When you read "I want something to eat like a sandwich", you don't think "he wants something to eat that is the same type of thing as a sandwich". You think, "he wants a sandwich".

Another distinction, and the point of this post, is that between "fewer" and "less". It is almost the pedants' shibboleth. But there never was an actual difference in meaning between "fewer" and "less", only that one can be used with one type of noun, the other with another.

If you don't know, you may only use "fewer" with things that you can count, and you may only use "less" with things that you cannot count. You would never use "fewer" where you would use "less" (fewer money is ridiculous), but you might well use "less" where you would use "fewer" (less coins does not feel very wrong to most of us, if at all).

The plain fact is that "less" now means both "a smaller portion of an uncountable thing" and "fewer of a countable thing". We've been seeing lanes marked "12 items or less" for so long now, we've even stopped mentally yelling "12 items or fewer" at them.

I think it could be dispensed with. It is probably more common to see "less" these days and for all quasi rules, there's a tipping point where the battle is lost, and you stop being a defender of correct English and start being a pedant if you try to hold the line.

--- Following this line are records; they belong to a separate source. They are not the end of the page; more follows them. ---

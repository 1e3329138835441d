//! Error types for bonding-curve calculations
//!
//! Every precondition violation is reported to the immediate caller as a
//! typed error. The engine never panics on caller input and never logs.

use ethers_core::types::U256;
use thiserror::Error;

/// Errors produced by the formula engine and its fixed-point primitives
#[derive(Debug, Error, Clone, PartialEq, Eq)]
pub enum FormulaError {
    /// Reserve ratio outside `(0, 1_000_000]`, or a power base/exponent
    /// whose ratio is zero, undefined or below one
    #[error("Invalid ratio: {0}")]
    InvalidRatio(String),

    /// Supply or reserve balance is zero where a positive value is required
    #[error("Supply ({supply}) and reserve balance ({reserve_balance}) must be positive")]
    InvalidSupplyOrBalance { supply: U256, reserve_balance: U256 },

    /// Sell amount exceeds the current continuous token supply
    #[error("Insufficient supply: cannot sell {sell_amount} of {supply}")]
    InsufficientSupply { sell_amount: U256, supply: U256 },

    /// An intermediate value would not fit in 256 bits, or the exponent left
    /// the range the approximation tables cover
    #[error("Overflow in {operation}")]
    Overflow { operation: &'static str },

    /// Malformed or unrepresentable token amount
    #[error("Invalid amount '{input}': {reason}")]
    InvalidAmount { input: String, reason: String },
}

impl FormulaError {
    pub(crate) fn overflow(operation: &'static str) -> Self {
        Self::Overflow { operation }
    }
}

#[cfg(test)]
mod tests {
    use super::*;

    #[test]
    fn test_error_messages() {
        let err = FormulaError::InsufficientSupply {
            sell_amount: U256::from(11u64),
            supply: U256::from(10u64),
        };
        assert_eq!(err.to_string(), "Insufficient supply: cannot sell 11 of 10");

        let err = FormulaError::overflow("power base");
        assert_eq!(err.to_string(), "Overflow in power base");
    }
}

Nothing much is lost. Eventually, we may lose the word "fewer" but actually, languages lose and gain words all the time, and are none the worse off for it. We still understand each other and that's what counts.

The important thing in English is not to get the pedantries correct. You probably do not write well if you write loose, no matter how many quasi rules you obey. If your writing is clumsy, mannered, filled with jargon and redundancy, it does not matter that you do not strictly fail in grammar or "correctness", nor that you never put the wrong word; you still write badly.